To evaluate the change in time-matched QTcF intervals of single dose AZD5672 600mg compared to placebo.

E.2.2

Secondary objectives of the trial

1.To evaluate the change in time-matched QT intervals of single dose AZD5672 150mg compared to placebo.
2.To evaluate the change in time matched ECG parameters (QTcB, QTcX, RR, PR and QRS) of single dose AZD5672 600mg and 150mg compared to placebo.
3.To assess the pharmacokinetics of single dose AZD5672 600mg and 150mg in healthy volunteers.
4.To evaluate the safety and tolerability of single dose AZD5672 600mg and 150mg

E.2.3

Trial contains a sub-study

Information not present in EudraCT

E.3

Principal inclusion criteria

1.Provision of informed consent prior to any study specific procedures.
2.Male aged between 18 and 45 years (inclusive).
3.Body Mass Index (BMI) of between 18 and 30 kg/m2. Minimum weight 50 kg.
4.Non-smoker.
For inclusion in the genetic component of the study, subjects must fulfil the following additional criterion:
1.Provision of signed, written and dated informed consent for genetic research. If a subject declines to participate in the genetic component of the study, there will be no penalty or loss of benefit to the subject.
The subject will not be excluded from other aspects of the study described in this Clinical Study Protocol, so long as they consent.

E.4

Principal exclusion criteria

1.Involvement in the planning and/or conduct of the study (applies to both AstraZeneca staff and/or staff at the study site).
2.Previous randomisation to treatment in the present study.
3.Participation in a clinical study involving an investigational product within 5 half-lives of active moieties of the last dose of investigational product or 3 months prior to dosing (whichever is longer).
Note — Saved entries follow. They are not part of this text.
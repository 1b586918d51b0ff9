//! # Record Carrier Types

use crate::{
    record::sparse_vector::SparseVector,
    types::{FPHashMap, SymbolIndex},
};

/// One token in a token sequence.
#[derive(Debug, Clone, PartialEq, Eq, Hash)]
pub struct Token {
    /// The token text.
    pub text: String,

    /// An optional collaborator-supplied tag (POS, segment label).
    pub tag: Option<String>,
}

impl Token {
    /// Create an untagged token.
    pub fn new(text: impl Into<String>) -> Self {
        Self {
            text: text.into(),
            tag: None,
        }
    }

    /// Create a tagged token.
    pub fn tagged(
        text: impl Into<String>,
        tag: impl Into<String>,
    ) -> Self {
        Self {
            text: text.into(),
            tag: Some(tag.into()),
        }
    }
}

/// The active representation of a record's data.
///
/// Exactly one variant is active at a time; each stage accepts one
/// variant and either transforms it in place or transitions it to the
/// next representation. A stage handed the wrong variant fails with
/// [`crate::errors::FeaturePipeError::TypeMismatch`].
#[derive(Debug, Clone, PartialEq)]
pub enum Payload {
    /// An unresolved source handle (a path, uri, or inline text).
    Raw(String),

    /// A character sequence.
    Chars(String),

    /// A token sequence.
    Tokens(Vec<Token>),

    /// A feature-index sequence over the pipeline's data alphabet.
    Indices(Vec<SymbolIndex>),

    /// A sparse feature vector.
    Vector(SparseVector),
}

impl Payload {
    /// The name of the active variant, for diagnostics.
    pub fn kind(&self) -> &'static str {
        match self {
            Payload::Raw(_) => "raw",
            Payload::Chars(_) => "chars",
            Payload::Tokens(_) => "tokens",
            Payload::Indices(_) => "indices",
            Payload::Vector(_) => "vector",
        }
    }
}

/// The record's target (label) slot.
#[derive(Debug, Clone, PartialEq)]
pub enum Target {
    /// No target; unlabeled data.
    None,

    /// A raw label value, not yet bound to the target alphabet.
    Raw(String),

    /// A label index resolved against the pipeline's target alphabet.
    Label(SymbolIndex),
}

/// The unit of data flowing through a pipeline.
///
/// Created per input item; flows through exactly one pipeline
/// invocation. Stages must not retain records - shared state belongs
/// in the pipeline's alphabets.
#[derive(Debug, Clone)]
pub struct Record {
    /// An optional record name, for diagnostics.
    pub name: Option<String>,

    /// The active data representation.
    pub data: Payload,

    /// The target slot.
    pub target: Target,

    /// Optional provenance (file, corpus, url).
    pub source: Option<String>,

    /// Open key/value side-channel.
    pub properties: FPHashMap<String, serde_json::Value>,
}

impl Record {
    /// Create a record with the given data and no name, target, or source.
    pub fn new(data: Payload) -> Self {
        Self {
            name: None,
            data,
            target: Target::None,
            source: None,
            properties: FPHashMap::default(),
        }
    }

    /// Set the record name.
    pub fn with_name(
        mut self,
        name: impl Into<String>,
    ) -> Self {
        self.name = Some(name.into());
        self
    }

    /// Set the raw target value.
    pub fn with_target(
        mut self,
        target: impl Into<String>,
    ) -> Self {
        self.target = Target::Raw(target.into());
        self
    }

    /// Set the provenance.
    pub fn with_source(
        mut self,
        source: impl Into<String>,
    ) -> Self {
        self.source = Some(source.into());
        self
    }

    /// The record's name and source, for error messages.
    pub fn diagnostic_name(&self) -> String {
        let name = self.name.as_deref().unwrap_or("<unnamed>");
        match &self.source {
            Some(source) => format!("{name} ({source})"),
            None => name.to_string(),
        }
    }
}
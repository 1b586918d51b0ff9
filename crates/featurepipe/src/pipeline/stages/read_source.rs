//! # Source Reading Stage

use std::sync::Arc;

use serde::{Deserialize, Serialize};

use crate::{
    errors::{FPResult, FeaturePipeError},
    pipeline::stage::{Stage, StageFactoryHook, check_stage_version, type_mismatch},
    record::{Payload, Record},
};

const KIND: &str = "read-source";

const DEFAULT_READER: &str = "inline";

/// Resolves a raw source handle into character data.
///
/// Implementations may hit the filesystem or a remote store; failures
/// surface as errors on the owning record only.
pub trait SourceReader: Send + Sync {
    /// Resolve a handle into its text.
    fn read_source(
        &self,
        handle: &str,
    ) -> FPResult<String>;

    /// A short stable name for the implementation, persisted with the
    /// stage so a reloaded pipeline can report which reader it was
    /// trained with.
    fn name(&self) -> &'static str {
        "custom"
    }
}

/// Treats the handle itself as the text. The default reader, and the
/// right one when records are constructed from in-memory strings.
#[derive(Debug, Default, Clone)]
pub struct InlineSource;

impl SourceReader for InlineSource {
    fn read_source(
        &self,
        handle: &str,
    ) -> FPResult<String> {
        Ok(handle.to_string())
    }

    fn name(&self) -> &'static str {
        DEFAULT_READER
    }
}

fn default_reader() -> String {
    DEFAULT_READER.to_string()
}

#[derive(Debug, Serialize, Deserialize)]
struct Config {
    // Absent in configs persisted before reader names were recorded.
    #[serde(default = "default_reader")]
    reader: String,
}

/// Transition `Raw` → `Chars` through a [`SourceReader`].
#[derive(Clone)]
pub struct ReadSource {
    reader: Arc<dyn SourceReader>,
}

impl Default for ReadSource {
    fn default() -> Self {
        Self::new()
    }
}

impl ReadSource {
    /// Create the stage with the inline reader.
    pub fn new() -> Self {
        Self::with_reader(Arc::new(InlineSource))
    }

    /// Create the stage with a collaborator-supplied reader.
    pub fn with_reader(reader: Arc<dyn SourceReader>) -> Self {
        Self { reader }
    }
}

impl Stage for ReadSource {
    fn kind(&self) -> &'static str {
        KIND
    }

    fn apply(
        &self,
        mut record: Record,
    ) -> FPResult<Record> {
        match record.data {
            Payload::Raw(ref handle) => {
                let text = self.reader.read_source(handle)?;
                record.data = Payload::Chars(text);
                Ok(record)
            }
            ref other => Err(type_mismatch(KIND, "raw", other.kind())),
        }
    }

    fn export_config(&self) -> FPResult<serde_json::Value> {
        serde_json::to_value(Config {
            reader: self.reader.name().to_string(),
        })
        .map_err(|e| FeaturePipeError::Parse(e.to_string()))
    }
}

fn build(
    version: u32,
    config: &serde_json::Value,
) -> FPResult<Box<dyn Stage>> {
    check_stage_version(KIND, version, 1)?;
    let config: Config = if config.is_null() {
        Config {
            reader: default_reader(),
        }
    } else {
        serde_json::from_value(config.clone())
            .map_err(|e| FeaturePipeError::Parse(e.to_string()))?
    };

    // Persisted pipelines reload with the inline reader; callers
    // re-attach live collaborators after loading.
    if config.reader != DEFAULT_READER {
        log::warn!(
            "read-source stage was persisted with reader '{}'; reloading with '{}' - \
             re-attach the collaborator before processing",
            config.reader,
            DEFAULT_READER,
        );
    }

    Ok(Box::new(ReadSource::new()))
}

inventory::submit! {
    StageFactoryHook::new(KIND, build)
}
//! # Sparse Feature Vectors

use crate::types::{FPHashMap, SymbolIndex};

/// A sparse numeric feature vector.
///
/// Indices are sorted and unique; `values[i]` is the weight at
/// `indices[i]`. This is the value contract a downstream classifier
/// consumes from the final pipeline stage.
#[derive(Debug, Clone, PartialEq, Default)]
pub struct SparseVector {
    indices: Vec<SymbolIndex>,
    values: Vec<f64>,
}

impl SparseVector {
    /// Build a vector from a feature-index sequence, counting repeats.
    ///
    /// ## Arguments
    /// * `indices` - feature indices, repeats allowed, any order.
    pub fn from_indices(indices: &[SymbolIndex]) -> Self {
        let mut counts: FPHashMap<SymbolIndex, f64> = FPHashMap::default();
        for &index in indices {
            *counts.entry(index).or_insert(0.0) += 1.0;
        }
        Self::from_pairs(counts.into_iter())
    }

    /// Build a vector from `(index, value)` pairs.
    ///
    /// Repeated indices are summed.
    pub fn from_pairs(pairs: impl IntoIterator<Item = (SymbolIndex, f64)>) -> Self {
        let mut merged: FPHashMap<SymbolIndex, f64> = FPHashMap::default();
        for (index, value) in pairs {
            *merged.entry(index).or_insert(0.0) += value;
        }

        let mut entries: Vec<(SymbolIndex, f64)> = merged.into_iter().collect();
        entries.sort_unstable_by_key(|(index, _)| *index);

        Self {
            indices: entries.iter().map(|(index, _)| *index).collect(),
            values: entries.iter().map(|(_, value)| *value).collect(),
        }
    }

    /// The sorted feature indices.
    pub fn indices(&self) -> &[SymbolIndex] {
        &self.indices
    }

    /// The values, aligned with [`Self::indices`].
    pub fn values(&self) -> &[f64] {
        &self.values
    }

    /// The number of non-zero entries.
    pub fn len(&self) -> usize {
        self.indices.len()
    }

    /// Whether the vector has no entries.
    pub fn is_empty(&self) -> bool {
        self.indices.is_empty()
    }

    /// The value at a feature index, 0.0 if absent.
    pub fn value_at(
        &self,
        index: SymbolIndex,
    ) -> f64 {
        match self.indices.binary_search(&index) {
            Ok(position) => self.values[position],
            Err(_) => 0.0,
        }
    }

    /// Iterate over `(index, value)` entries in index order.
    pub fn iter(&self) -> impl Iterator<Item = (SymbolIndex, f64)> + '_ {
        self.indices.iter().copied().zip(self.values.iter().copied())
    }

    /// Dot product with another sparse vector.
    pub fn dot(
        &self,
        other: &SparseVector,
    ) -> f64 {
        self.iter()
            .map(|(index, value)| value * other.value_at(index))
            .sum()
    }
}

#[cfg(test)]
mod tests {
    use super::*;

    #[test]
    fn test_from_indices_counts_repeats() {
        let vector = SparseVector::from_indices(&[3, 1, 3, 3, 7]);

        assert_eq!(vector.indices(), &[1, 3, 7]);
        assert_eq!(vector.values(), &[1.0, 3.0, 1.0]);
        assert_eq!(vector.len(), 3);
        assert_eq!(vector.value_at(3), 3.0);
        assert_eq!(vector.value_at(2), 0.0);
    }

    #[test]
    fn test_empty() {
        let vector = SparseVector::from_indices(&[]);
        assert!(vector.is_empty());
        assert_eq!(vector.value_at(0), 0.0);
    }

    #[test]
    fn test_dot() {
        let a = SparseVector::from_pairs([(0, 2.0), (2, 1.0)]);
        let b = SparseVector::from_pairs([(0, 3.0), (1, 5.0), (2, 4.0)]);

        assert_eq!(a.dot(&b), 10.0);
        assert_eq!(b.dot(&a), 10.0);
        assert_eq!(a.dot(&SparseVector::default()), 0.0);
    }
}
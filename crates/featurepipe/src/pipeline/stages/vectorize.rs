//! # Vectorizing Stage

use crate::{
    errors::FPResult,
    pipeline::stage::{Stage, StageFactoryHook, check_stage_version, type_mismatch},
    record::{Payload, Record, SparseVector},
};

const KIND: &str = "vectorize";

/// Transition `Indices` → `Vector`, counting index repeats into values.
#[derive(Debug, Default, Clone)]
pub struct VectorizeIndices;

impl VectorizeIndices {
    /// Create the stage.
    pub fn new() -> Self {
        Self
    }
}

impl Stage for VectorizeIndices {
    fn kind(&self) -> &'static str {
        KIND
    }

    fn apply(
        &self,
        mut record: Record,
    ) -> FPResult<Record> {
        match record.data {
            Payload::Indices(ref indices) => {
                record.data = Payload::Vector(SparseVector::from_indices(indices));
                Ok(record)
            }
            ref other => Err(type_mismatch(KIND, "indices", other.kind())),
        }
    }
}

fn build(
    version: u32,
    _config: &serde_json::Value,
) -> FPResult<Box<dyn Stage>> {
    check_stage_version(KIND, version, 1)?;
    Ok(Box::new(VectorizeIndices::new()))
}

inventory::submit! {
    StageFactoryHook::new(KIND, build)
}

#[cfg(test)]
mod tests {
    use super::*;

    #[test]
    fn test_counts_repeats() {
        let stage = VectorizeIndices::new();

        let record = Record::new(Payload::Indices(vec![2, 0, 2]));
        let record = stage.apply(record).unwrap();

        let Payload::Vector(vector) = record.data else {
            panic!("expected vector");
        };
        assert_eq!(vector.indices(), &[0, 2]);
        assert_eq!(vector.values(), &[1.0, 2.0]);
    }
}
//! # Records
//!
//! This module provides the [`Record`] carrier that flows through a
//! pipeline, its [`Payload`] representations, and the sparse feature
//! vector the final stage produces.
//!
//! ## Representations
//!
//! A record's `data` holds exactly one [`Payload`] variant at a time;
//! stages transition it along:
//! `Raw` → `Chars` → `Tokens` → `Indices` → `Vector`.
pub mod iterator;
pub mod record_types;
pub mod segments;
pub mod sparse_vector;

#[doc(inline)]
pub use iterator::PatternMatchIterator;
#[doc(inline)]
pub use record_types::{Payload, Record, Target, Token};
#[doc(inline)]
pub use segments::{Segment, min_segment_score, segments};
#[doc(inline)]
pub use sparse_vector::SparseVector;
Healthy volunteers involved in non-drug methodology studies (either invasive or non-invasive) may be included without
delay, at the discretion of the investigator. Consideration should be given to a longer washout for biological agents
4.History of additional risk factors for Torsade de Pointes (e.g. heart failure, hypokalemia, personal or family history of arrhythmia or long QT syndrome).
5.Marked QTc prolongation at baseline e.g. repeated demonstration of QTc interval >450 ms or marked shortening of QTcF <350 ms.
6.Use of concomitant medications that prolong QT/QTc interval.
7.Any clinically important abnormalities in rhythm, conduction or morphology of resting ECG that may interfere with the interpretation of the QTc interval changes. This includes volunteers with any of the following:
-Clinically significant PR (PQ) interval prolongation
-Intermittent second or third degree AV block
-Incomplete, full or intermittent bundle branch block (QRS <110ms with normal QRS and T wave morphology is acceptable if there is no evidence of ventricular hypertrophy)
-Abnormal T wave morphology, particularly in the protocol defined primary lead V2
8.Allergy or hypersensitivity to agents of the same or similar mechanism to AZD5672; allergy or hypersensitivity to Moxifloxacin or other quinolones, or any condition which could modify the absorption of Moxifloxacin as judged by the Investigator.
9.Suspected or known risk of the healthy volunteer transmitting HIV, Hepatitis B or C via infected blood. Volunteers must have negative serology for HIV, Hepatitis B and C viruses.
10.Clinically significant abnormalities in clinical chemistry, haematology or urinalysis results at any pre-dose assessment.
11.History or presence of gastrointestinal (GI), hepatic or renal disease or other condition known to interfere with the absorption, distribution, metabolism and excretion of drugs.
12.History of malignancy or neoplastic disease, except successfully treated basal or squamous cell carcinoma of the skin occurring >5 years ago.
13.Known or suspected drug abuse or positive drugs of abuse test.
14.History of excessive alcohol consumption. Excessive intake of alcohol is defined as a regular maximum weekly intake of greater than 28 units for men and 21 units for women (where 1 unit equals a half pint (285 mL) of beer or a glass of wine (125 mL) or a single measure of spirits (25 mL)).
15.If participation in the study would result in the subject donating more than 1350 mL of blood in the 12 months or 500 mL of blood in the 3 months before the end of the study.
16.Whole blood transfusion within 120 days of the date of genetic sample collection.
17.Use of prescribed medication (including IV and oral antibiotics (prescribed or over-the-counter), live/live-attenuated vaccines or St John’s Wort) in the 4 weeks prior to dosing or use of over-the-counter drugs (including herbals, vitamins and minerals) 1 week prior to dosing (excluding occasional paracetamol use).
18.Acute illness or surgical procedure within the 2 weeks prior to dosing in the opinion of the investigator or his/her delegate.
19.Volunteers with any other clinically significant disease or disorder which in the opinion of the investigator, may either put the patient at risk because of participation in the study, or may influence the results of the study, or the subject’s ability to participate in the study.

E.5 End points

E.5.1

Primary end point(s)

To evaluate the change in time-matched QTcF intervals of single dose AZD5672 600 mg compared to placebo.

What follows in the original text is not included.